■ TASK BRIEF ■
Copy each line below in which the word "entries" occurs.
....
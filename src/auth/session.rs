//! Signed-in session
//!
//! Created at login, cleared at logout, handed explicitly to whatever needs
//! the user's identity. Persisted through the typed store so it survives a
//! reload until its TTL runs out.

use chrono::{DateTime, Duration, Utc};
use serde::{Deserialize, Serialize};

use crate::api::dto::AuthResponse;
use crate::models::User;
use crate::storage::{KeyValueStore, StorageKey, StorageResult, TypedStore};

pub const DEFAULT_SESSION_TTL_HOURS: i64 = 24 * 7;

#[derive(Debug, Clone, PartialEq, Serialize, Deserialize)]
pub struct Session {
    pub user: User,
    pub token: String,
    pub signed_in_at: DateTime<Utc>,
}

impl Session {
    pub fn new(user: User, token: impl Into<String>) -> Self {
        Self {
            user,
            token: token.into(),
            signed_in_at: Utc::now(),
        }
    }

    pub fn user_id(&self) -> &str {
        &self.user.id
    }
}

impl From<AuthResponse> for Session {
    fn from(auth: AuthResponse) -> Self {
        Session::new(auth.user, auth.token)
    }
}

/// Reads and writes the persisted session
pub struct SessionStore<'a, S> {
    store: &'a TypedStore<S>,
    ttl: Duration,
}

impl<'a, S: KeyValueStore> SessionStore<'a, S> {
    pub fn new(store: &'a TypedStore<S>) -> Self {
        Self::with_ttl(store, Duration::hours(DEFAULT_SESSION_TTL_HOURS))
    }

    pub fn with_ttl(store: &'a TypedStore<S>, ttl: Duration) -> Self {
        Self { store, ttl }
    }

    pub fn login(&self, session: &Session) -> StorageResult<()> {
        self.store
            .put_at(&StorageKey::Session, session, Some(self.ttl), session.signed_in_at)?;
        tracing::info!(user_id = %session.user.id, "Signed in");
        Ok(())
    }

    pub fn logout(&self) -> StorageResult<()> {
        self.store.remove(&StorageKey::Session)?;
        tracing::info!("Signed out");
        Ok(())
    }

    pub fn current_at(&self, now: DateTime<Utc>) -> StorageResult<Option<Session>> {
        self.store.get_at(&StorageKey::Session, now)
    }

    pub fn current(&self) -> StorageResult<Option<Session>> {
        self.current_at(Utc::now())
    }
}

#[cfg(test)]
mod tests {
    use super::*;
    use crate::models::Role;
    use crate::storage::MemoryStore;

    fn user() -> User {
        User {
            id: "u1".to_string(),
            name: "Amina".to_string(),
            email: "amina@example.com".to_string(),
            phone: None,
            role: Role::Customer,
        }
    }

    #[test]
    fn test_login_logout() {
        let store = TypedStore::new(MemoryStore::new());
        let sessions = SessionStore::new(&store);
        assert!(sessions.current().unwrap().is_none());

        let session = Session::new(user(), "tok");
        sessions.login(&session).unwrap();
        assert_eq!(sessions.current().unwrap(), Some(session));

        sessions.logout().unwrap();
        assert!(sessions.current().unwrap().is_none());
    }

    #[test]
    fn test_session_expires() {
        let store = TypedStore::new(MemoryStore::new());
        let sessions = SessionStore::with_ttl(&store, Duration::hours(2));

        let session = Session::new(user(), "tok");
        sessions.login(&session).unwrap();

        let later = session.signed_in_at + Duration::hours(3);
        assert!(sessions.current_at(later).unwrap().is_none());
    }

    #[test]
    fn test_from_auth_response() {
        let session: Session = AuthResponse {
            user: user(),
            token: "abc".to_string(),
        }
        .into();
        assert_eq!(session.user_id(), "u1");
        assert_eq!(session.token, "abc");
    }
}
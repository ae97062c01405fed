//! Sign-up Page
//!
//! The account form unlocks only after the email is verified with a
//! one-time code. Changing the email starts verification over.

use leptos::*;
use leptos_router::*;

use bazaar::auth::{OtpFlow, OtpStep, Session, SignupForm};
use bazaar::validation::FieldError;

use crate::api;
use crate::state::use_global_state;

#[component]
pub fn Signup() -> impl IntoView {
    let state = use_global_state();
    let navigate = use_navigate();

    let flow = create_rw_signal(OtpFlow::new());
    let form = create_rw_signal(SignupForm::default());
    let errors = create_rw_signal(Vec::<FieldError>::new());
    let (submitting, set_submitting) = create_signal(false);

    let state_for_send = state.clone();
    let send_code = move |_| {
        let mut begun = None;
        flow.update(|f| begun = Some(f.begin_request()));
        let ticket = match begun {
            Some(Ok(t)) => t,
            Some(Err(e)) => {
                state_for_send.show_error(&e.to_string());
                return;
            }
            None => return,
        };

        let state = state_for_send.clone();
        spawn_local(async move {
            let result = api::request_otp(&ticket.email).await;
            let mut current = false;
            flow.update(|f| current = f.finish_request(&ticket, result.is_ok()));
            // A newer email made this answer irrelevant
            if !current {
                return;
            }
            match result {
                Ok(()) => state.show_success(&format!("Code sent to {}", ticket.email)),
                Err(e) => state.show_error(&e.to_string()),
            }
        });
    };

    let state_for_verify = state.clone();
    let verify_code = move |_| {
        let mut begun = None;
        flow.update(|f| begun = Some(f.begin_verify()));
        let ticket = match begun {
            Some(Ok(t)) => t,
            Some(Err(e)) => {
                state_for_verify.show_error(&e.to_string());
                return;
            }
            None => return,
        };

        let state = state_for_verify.clone();
        spawn_local(async move {
            let code = ticket.code.clone().unwrap_or_default();
            let result = api::verify_otp(&ticket.email, &code).await;
            let mut current = false;
            flow.update(|f| current = f.finish_verify(&ticket, result.is_ok()));
            if !current {
                return;
            }
            match result {
                Ok(()) => state.show_success("Email verified"),
                Err(e) => state.show_error(&e.to_string()),
            }
        });
    };

    let state_for_submit = state.clone();
    let submit = move |ev: ev::SubmitEvent| {
        ev.prevent_default();
        if submitting.get_untracked() || !flow.with_untracked(OtpFlow::can_submit) {
            return;
        }

        let request = match form.with_untracked(SignupForm::to_request) {
            Ok(r) => {
                errors.set(Vec::new());
                r
            }
            Err(found) => {
                errors.set(found);
                return;
            }
        };

        set_submitting.set(true);
        let state = state_for_submit.clone();
        let navigate = navigate.clone();
        spawn_local(async move {
            match api::signup(&request).await {
                Ok(auth) => {
                    let session = Session::from(auth);
                    state.show_success(&format!("Welcome, {}", session.user.name));
                    state.sign_in(session);
                    navigate("/", Default::default());
                }
                Err(e) => state.show_error(&e.to_string()),
            }
            set_submitting.set(false);
        });
    };

    let error_for = move |field: &'static str| {
        move || {
            errors.with(|list| {
                list.iter()
                    .find(|e| e.field == field)
                    .map(|e| view! { <p class="text-xs text-red-600">{e.message.clone()}</p> })
            })
        }
    };

    view! {
        <div class="max-w-md mx-auto bg-white rounded-xl shadow p-8 space-y-6">
            <h1 class="text-2xl font-bold">"Create an account"</h1>

            // Step 1: verify the email
            <section class="space-y-3">
                <div class="flex gap-2">
                    <input
                        type="email"
                        placeholder="Email"
                        prop:value=move || flow.with(|f| f.email().to_string())
                        on:input=move |ev| {
                            let email = event_target_value(&ev);
                            flow.update(|f| f.set_email(email.clone()));
                            form.update(|f| f.email = email);
                        }
                        class="flex-1 rounded-lg px-4 py-3 border border-gray-300"
                    />
                    <button
                        on:click=send_code
                        disabled=move || !flow.with(OtpFlow::can_request)
                        class="px-4 py-3 rounded-lg bg-gray-100 disabled:text-gray-400"
                    >
                        {move || if flow.with(OtpFlow::otp_sent) { "Resend" } else { "Send code" }}
                    </button>
                </div>

                <Show when=move || flow.with(|f| f.step() == OtpStep::CodeSent)>
                    <div class="flex gap-2">
                        <input
                            type="text"
                            inputmode="numeric"
                            placeholder="Code"
                            prop:value=move || flow.with(|f| f.code().to_string())
                            on:input=move |ev| flow.update(|f| f.set_code(event_target_value(&ev)))
                            class="flex-1 rounded-lg px-4 py-3 border border-gray-300"
                        />
                        <button
                            on:click=verify_code.clone()
                            disabled=move || !flow.with(OtpFlow::can_verify)
                            class="px-4 py-3 rounded-lg bg-gray-100 disabled:text-gray-400"
                        >
                            "Verify"
                        </button>
                    </div>
                </Show>

                {move || (flow.with(|f| f.step()) == OtpStep::Verified)
                    .then(|| view! { <p class="text-sm text-green-700">"✓ Email verified"</p> })}
            </section>

            // Step 2: account details
            <form on:submit=submit class="space-y-3">
                <input
                    type="text"
                    placeholder="Full name"
                    on:input=move |ev| form.update(|f| f.name = event_target_value(&ev))
                    class="w-full rounded-lg px-4 py-3 border border-gray-300"
                />
                {error_for("name")}
                <input
                    type="tel"
                    placeholder="Phone (optional)"
                    on:input=move |ev| form.update(|f| f.phone = event_target_value(&ev))
                    class="w-full rounded-lg px-4 py-3 border border-gray-300"
                />
                {error_for("phone")}
                <input
                    type="password"
                    placeholder="Password"
                    on:input=move |ev| form.update(|f| f.password = event_target_value(&ev))
                    class="w-full rounded-lg px-4 py-3 border border-gray-300"
                />
                {error_for("password")}
                <input
                    type="password"
                    placeholder="Confirm password"
                    on:input=move |ev| form.update(|f| f.confirm_password = event_target_value(&ev))
                    class="w-full rounded-lg px-4 py-3 border border-gray-300"
                />
                {error_for("confirm_password")}
                {error_for("email")}
                <button
                    type="submit"
                    disabled=move || submitting.get() || !flow.with(OtpFlow::can_submit)
                    class="w-full px-6 py-3 bg-primary-600 hover:bg-primary-700 disabled:bg-gray-300 text-white rounded-lg font-medium"
                >
                    {move || if submitting.get() { "Creating account..." } else { "Create account" }}
                </button>
            </form>

            <p class="text-sm text-gray-500">
                "Already have an account? " <A href="/login" class="underline">"Sign in"</A>
            </p>
        </div>
    }
}
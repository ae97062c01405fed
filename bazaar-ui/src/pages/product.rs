//! Product Page
//!
//! Product details, add-to-cart and reviews. Opening a product counts one
//! view per product per day and adds it to the recently-viewed list.

use leptos::*;
use leptos_router::*;

use bazaar::api::dto::AddToCartRequest;
use bazaar::catalog::{rating_summary, ReviewDraft};
use bazaar::models::{Product, Review, ReviewTarget};
use bazaar::storage::{RecentlyViewed, ViewedFlags};

use crate::api;
use crate::components::{EmptyState, ListSkeleton, Loading};
use crate::state::{use_global_state, GlobalState};

#[component]
pub fn ProductPage() -> impl IntoView {
    let state = use_global_state();
    let params = use_params_map();
    let id = move || params.with(|p| p.get("id").cloned().unwrap_or_default());

    let product = create_local_resource(id, |id| async move { api::product(&id).await });
    let reviews = create_local_resource(id, |id| async move {
        api::reviews(&ReviewTarget::Product(id)).await
    });

    // Count the view and remember the product once it has loaded
    let state_for_view = state.clone();
    create_effect(move |_| {
        if let Some(Ok(p)) = product.get() {
            note_view(&state_for_view, &p);
        }
    });

    view! {
        <Transition fallback=move || view! { <Loading /> }>
            {move || product.get().map(|result| match result {
                Err(e) => view! {
                    <EmptyState title="Product unavailable" hint=e.to_string() />
                }.into_view(),
                Ok(p) => view! {
                    <div class="grid md:grid-cols-2 gap-8">
                        <ProductDetails product=p.clone() />
                        <ReviewSection
                            target=ReviewTarget::Product(p.id.clone())
                            reviews=reviews
                        />
                    </div>
                }.into_view(),
            })}
        </Transition>
    }
}

fn note_view(state: &GlobalState, product: &Product) {
    let Some(store) = state.store.as_deref() else {
        return;
    };

    match ViewedFlags::new(store).first_view(&product.id) {
        Ok(true) => {
            let id = product.id.clone();
            spawn_local(async move {
                if let Err(e) = api::record_product_view(&id).await {
                    web_sys::console::warn_1(&format!("View not recorded: {}", e).into());
                }
            });
        }
        Ok(false) => {}
        Err(e) => web_sys::console::warn_1(&format!("View flag unavailable: {}", e).into()),
    }

    if let Err(e) = RecentlyViewed::new(store).record(product) {
        web_sys::console::warn_1(&format!("Recently viewed not saved: {}", e).into());
    }
}

#[component]
fn ProductDetails(product: Product) -> impl IntoView {
    let state = use_global_state();
    let navigate = use_navigate();
    let (quantity, set_quantity) = create_signal(1u32);
    let (adding, set_adding) = create_signal(false);

    let in_stock = product.in_stock();
    let stock = product.stock;
    let product_id = product.id.clone();
    let vendor_id = product.vendor_id.clone();

    let add_to_cart = move |_| {
        let Some(user_id) = state.user_id() else {
            navigate("/login", Default::default());
            return;
        };
        if adding.get_untracked() {
            return;
        }
        set_adding.set(true);

        let request = AddToCartRequest {
            user_id,
            product_id: product_id.clone(),
            vendor_id: vendor_id.clone(),
            quantity: quantity.get_untracked(),
        };
        let state = state.clone();
        spawn_local(async move {
            match api::add_to_cart(&request).await {
                Ok(item) => {
                    state.refresh_cart();
                    state.show_success(&format!("Added {} to your cart", item.name));
                }
                Err(e) => state.show_api_error(&e),
            }
            set_adding.set(false);
        });
    };

    view! {
        <div class="space-y-4">
            {product.cover_image().map(|src| view! {
                <img src=src.to_string() alt=product.name.clone() class="w-full rounded-xl" />
            })}
            <h1 class="text-3xl font-bold">{product.name.clone()}</h1>
            <div class="text-2xl font-semibold">{format!("{:.2}", product.price)}</div>
            <p class="text-gray-600 whitespace-pre-line">{product.description.clone()}</p>

            {if in_stock {
                view! {
                    <div class="flex items-center space-x-3">
                        <input
                            type="number"
                            min="1"
                            max=stock.to_string()
                            prop:value=move || quantity.get().to_string()
                            on:input=move |ev| {
                                let q = event_target_value(&ev).parse::<u32>().unwrap_or(1);
                                set_quantity.set(q.clamp(1, stock));
                            }
                            class="w-20 rounded-lg px-3 py-2 border border-gray-300"
                        />
                        <button
                            on:click=add_to_cart
                            disabled=move || adding.get()
                            class="px-6 py-2 bg-primary-600 hover:bg-primary-700 disabled:bg-gray-300 text-white rounded-lg font-medium"
                        >
                            {move || if adding.get() { "Adding..." } else { "Add to cart" }}
                        </button>
                    </div>
                }.into_view()
            } else {
                view! { <div class="text-red-600 font-medium">"Out of stock"</div> }.into_view()
            }}
        </div>
    }
}

/// Reviews list and the form for adding one
#[component]
pub fn ReviewSection(
    target: ReviewTarget,
    reviews: Resource<String, Result<Vec<Review>, bazaar::ApiError>>,
) -> impl IntoView {
    view! {
        <section class="space-y-4">
            <h2 class="text-xl font-semibold">"Reviews"</h2>
            <Transition fallback=move || view! { <ListSkeleton /> }>
                {move || reviews.get().map(|result| match result {
                    Err(e) => view! { <p class="text-gray-500">{e.to_string()}</p> }.into_view(),
                    Ok(list) => {
                        let summary = rating_summary(&list);
                        view! {
                            <div class="text-gray-600">
                                {match summary.average {
                                    Some(avg) => format!("★ {:.1} from {} reviews", avg, summary.count),
                                    None => "No reviews yet".to_string(),
                                }}
                            </div>
                            <ul class="space-y-3">
                                {list.into_iter().map(|r| view! {
                                    <li class="bg-white rounded-lg p-3 shadow-sm">
                                        <div class="flex justify-between text-sm">
                                            <span class="font-medium">{r.author_name}</span>
                                            <span class="text-yellow-600">{"★".repeat(r.rating as usize)}</span>
                                        </div>
                                        <p class="mt-1">{r.comment}</p>
                                    </li>
                                }).collect_view()}
                            </ul>
                        }.into_view()
                    }
                })}
            </Transition>
            <ReviewForm target=target on_submitted=move |_| reviews.refetch() />
        </section>
    }
}

#[component]
fn ReviewForm(target: ReviewTarget, #[prop(into)] on_submitted: Callback<()>) -> impl IntoView {
    let state = use_global_state();
    let draft = create_rw_signal(ReviewDraft::new(target));
    let (submitting, set_submitting) = create_signal(false);
    let signed_in = state.session;

    let submit = move |ev: ev::SubmitEvent| {
        ev.prevent_default();
        if submitting.get_untracked() {
            return;
        }

        let author = state.user_id().unwrap_or_default();
        let request = match draft.with_untracked(|d| d.to_request(&author)) {
            Ok(r) => r,
            Err(e) => {
                state.show_error(&e.to_string());
                return;
            }
        };

        set_submitting.set(true);
        let state = state.clone();
        spawn_local(async move {
            match api::submit_review(&request).await {
                Ok(_) => {
                    draft.update(|d| {
                        d.rating = 0;
                        d.comment.clear();
                    });
                    state.show_success("Thanks for your review");
                    on_submitted.call(());
                }
                Err(e) => state.show_api_error(&e),
            }
            set_submitting.set(false);
        });
    };

    view! {
        <Show
            when=move || signed_in.with(Option::is_some)
            fallback=|| view! { <p class="text-sm text-gray-500">"Sign in to write a review."</p> }
        >
            <form on:submit=submit.clone() class="space-y-2">
                <select
                    on:change=move |ev| {
                        let rating = event_target_value(&ev).parse().unwrap_or(0);
                        draft.update(|d| d.rating = rating);
                    }
                    class="rounded-lg px-3 py-2 border border-gray-300"
                >
                    <option value="0">"Rating"</option>
                    {(1..=5).map(|n| view! { <option value=n.to_string()>{"★".repeat(n)}</option> }).collect_view()}
                </select>
                <textarea
                    placeholder="Share your experience"
                    prop:value=move || draft.with(|d| d.comment.clone())
                    on:input=move |ev| draft.update(|d| d.comment = event_target_value(&ev))
                    class="w-full rounded-lg px-3 py-2 border border-gray-300"
                />
                <button
                    type="submit"
                    disabled=move || submitting.get()
                    class="px-4 py-2 bg-primary-600 disabled:bg-gray-300 text-white rounded-lg"
                >
                    "Post review"
                </button>
            </form>
        </Show>
    }
}
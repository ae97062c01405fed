//! Typed, namespaced, expiring storage on top of a [`KeyValueStore`].

use chrono::{DateTime, Duration, Utc};
use serde::{de::DeserializeOwned, Deserialize, Serialize};

use super::{KeyValueStore, StorageResult};

/// Namespace used unless the caller picks another
pub const DEFAULT_NAMESPACE: &str = "bazaar:v1";

/// Every key the client persists
#[derive(Debug, Clone, PartialEq, Eq, Hash)]
pub enum StorageKey {
    Session,
    /// Vendor chosen on the vendor list and carried into the booking page
    SelectedVendor,
    RecentlyViewed,
    /// "Already viewed" flag for one product
    ViewedFlag(String),
    ApiBaseUrl,
}

impl StorageKey {
    pub fn as_key(&self) -> String {
        match self {
            Self::Session => "session".to_string(),
            Self::SelectedVendor => "booking.selected_vendor".to_string(),
            Self::RecentlyViewed => "recently_viewed".to_string(),
            Self::ViewedFlag(product_id) => format!("viewed.{}", product_id),
            Self::ApiBaseUrl => "settings.api_base_url".to_string(),
        }
    }
}

/// Stored value with its lifetime
#[derive(Debug, Serialize, Deserialize)]
struct Envelope<T> {
    stored_at: DateTime<Utc>,
    #[serde(default)]
    expires_at: Option<DateTime<Utc>>,
    value: T,
}

impl<T> Envelope<T> {
    fn is_expired(&self, now: DateTime<Utc>) -> bool {
        self.expires_at.map_or(false, |at| now >= at)
    }
}

/// Typed storage adapter
pub struct TypedStore<S> {
    backend: S,
    namespace: String,
}

impl<S: KeyValueStore> TypedStore<S> {
    pub fn new(backend: S) -> Self {
        Self::with_namespace(backend, DEFAULT_NAMESPACE)
    }

    pub fn with_namespace(backend: S, namespace: impl Into<String>) -> Self {
        Self {
            backend,
            namespace: namespace.into(),
        }
    }

    pub fn namespace(&self) -> &str {
        &self.namespace
    }

    pub fn backend(&self) -> &S {
        &self.backend
    }

    pub fn full_key(&self, key: &StorageKey) -> String {
        format!("{}:{}", self.namespace, key.as_key())
    }

    fn prefix(&self) -> String {
        format!("{}:", self.namespace)
    }

    pub fn put<T: Serialize>(
        &self,
        key: &StorageKey,
        value: &T,
        ttl: Option<Duration>,
    ) -> StorageResult<()> {
        self.put_at(key, value, ttl, Utc::now())
    }

    pub fn put_at<T: Serialize>(
        &self,
        key: &StorageKey,
        value: &T,
        ttl: Option<Duration>,
        now: DateTime<Utc>,
    ) -> StorageResult<()> {
        let envelope = Envelope {
            stored_at: now,
            expires_at: ttl.map(|ttl| now + ttl),
            value,
        };
        let raw = serde_json::to_string(&envelope)?;
        self.backend.set(&self.full_key(key), &raw)
    }

    pub fn get<T: DeserializeOwned>(&self, key: &StorageKey) -> StorageResult<Option<T>> {
        self.get_at(key, Utc::now())
    }

    /// Read a value as of `now`; expired or unreadable entries are deleted
    pub fn get_at<T: DeserializeOwned>(
        &self,
        key: &StorageKey,
        now: DateTime<Utc>,
    ) -> StorageResult<Option<T>> {
        let full_key = self.full_key(key);
        let Some(raw) = self.backend.get(&full_key)? else {
            return Ok(None);
        };

        let envelope: Envelope<T> = match serde_json::from_str(&raw) {
            Ok(envelope) => envelope,
            Err(e) => {
                tracing::warn!(key = %full_key, error = %e, "Dropping unreadable stored value");
                self.backend.remove(&full_key)?;
                return Ok(None);
            }
        };

        if envelope.is_expired(now) {
            tracing::debug!(key = %full_key, "Stored value expired");
            self.backend.remove(&full_key)?;
            return Ok(None);
        }

        Ok(Some(envelope.value))
    }

    pub fn contains_at(&self, key: &StorageKey, now: DateTime<Utc>) -> StorageResult<bool> {
        Ok(self.get_at::<serde_json::Value>(key, now)?.is_some())
    }

    pub fn remove(&self, key: &StorageKey) -> StorageResult<()> {
        self.backend.remove(&self.full_key(key))
    }

    /// Delete every expired or unreadable entry in this namespace
    pub fn purge_expired_at(&self, now: DateTime<Utc>) -> StorageResult<usize> {
        let mut removed = 0;

        for key in self.backend.keys(&self.prefix())? {
            let Some(raw) = self.backend.get(&key)? else {
                continue;
            };

            let stale = match serde_json::from_str::<Envelope<serde_json::Value>>(&raw) {
                Ok(envelope) => envelope.is_expired(now),
                Err(_) => true,
            };

            if stale {
                self.backend.remove(&key)?;
                removed += 1;
            }
        }

        if removed > 0 {
            tracing::debug!(namespace = %self.namespace, removed, "Purged expired entries");
        }

        Ok(removed)
    }

    pub fn purge_expired(&self) -> StorageResult<usize> {
        self.purge_expired_at(Utc::now())
    }

    /// Delete everything in this namespace
    pub fn clear(&self) -> StorageResult<()> {
        for key in self.backend.keys(&self.prefix())? {
            self.backend.remove(&key)?;
        }
        Ok(())
    }
}

#[cfg(test)]
mod tests {
    use super::*;
    use crate::storage::MemoryStore;
    use std::sync::Arc;

    #[test]
    fn test_keys_are_namespaced() {
        let backend = Arc::new(MemoryStore::new());
        let store = TypedStore::new(Arc::clone(&backend));
        store
            .put(&StorageKey::SelectedVendor, &"v1".to_string(), None)
            .unwrap();

        assert_eq!(
            backend.keys("").unwrap(),
            vec!["bazaar:v1:booking.selected_vendor"]
        );
    }

    #[test]
    fn test_value_expires_after_ttl() {
        let store = TypedStore::new(MemoryStore::new());
        let t0 = Utc::now();

        store
            .put_at(&StorageKey::ApiBaseUrl, &"http://x".to_string(), Some(Duration::hours(1)), t0)
            .unwrap();

        let before: Option<String> = store
            .get_at(&StorageKey::ApiBaseUrl, t0 + Duration::minutes(59))
            .unwrap();
        assert_eq!(before.as_deref(), Some("http://x"));

        let after: Option<String> = store
            .get_at(&StorageKey::ApiBaseUrl, t0 + Duration::hours(1))
            .unwrap();
        assert!(after.is_none());
        assert!(store.backend().is_empty());
    }

    #[test]
    fn test_unreadable_value_is_dropped() {
        let backend = Arc::new(MemoryStore::new());
        backend.set("bazaar:v1:session", "not json").unwrap();

        let store = TypedStore::new(Arc::clone(&backend));
        let value: Option<String> = store.get(&StorageKey::Session).unwrap();
        assert!(value.is_none());
        assert!(backend.is_empty());
    }

    #[test]
    fn test_purge_and_clear_stay_in_namespace() {
        let backend = Arc::new(MemoryStore::new());
        backend.set("other:key", "keep").unwrap();

        let store = TypedStore::new(Arc::clone(&backend));
        let t0 = Utc::now();
        store
            .put_at(&StorageKey::ViewedFlag("p1".into()), &true, Some(Duration::hours(1)), t0)
            .unwrap();
        store
            .put_at(&StorageKey::ViewedFlag("p2".into()), &true, None, t0)
            .unwrap();

        assert_eq!(store.purge_expired_at(t0 + Duration::hours(2)).unwrap(), 1);
        assert!(store
            .contains_at(&StorageKey::ViewedFlag("p2".into()), t0 + Duration::hours(2))
            .unwrap());

        store.clear().unwrap();
        assert_eq!(backend.keys("").unwrap(), vec!["other:key"]);
    }
}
....
■ FINISHED EXERCISE ■
    /// Read a value as of `now`; expired or unreadable entries are deleted
            tracing::debug!(namespace = %self.namespace, removed, "Purged expired entries");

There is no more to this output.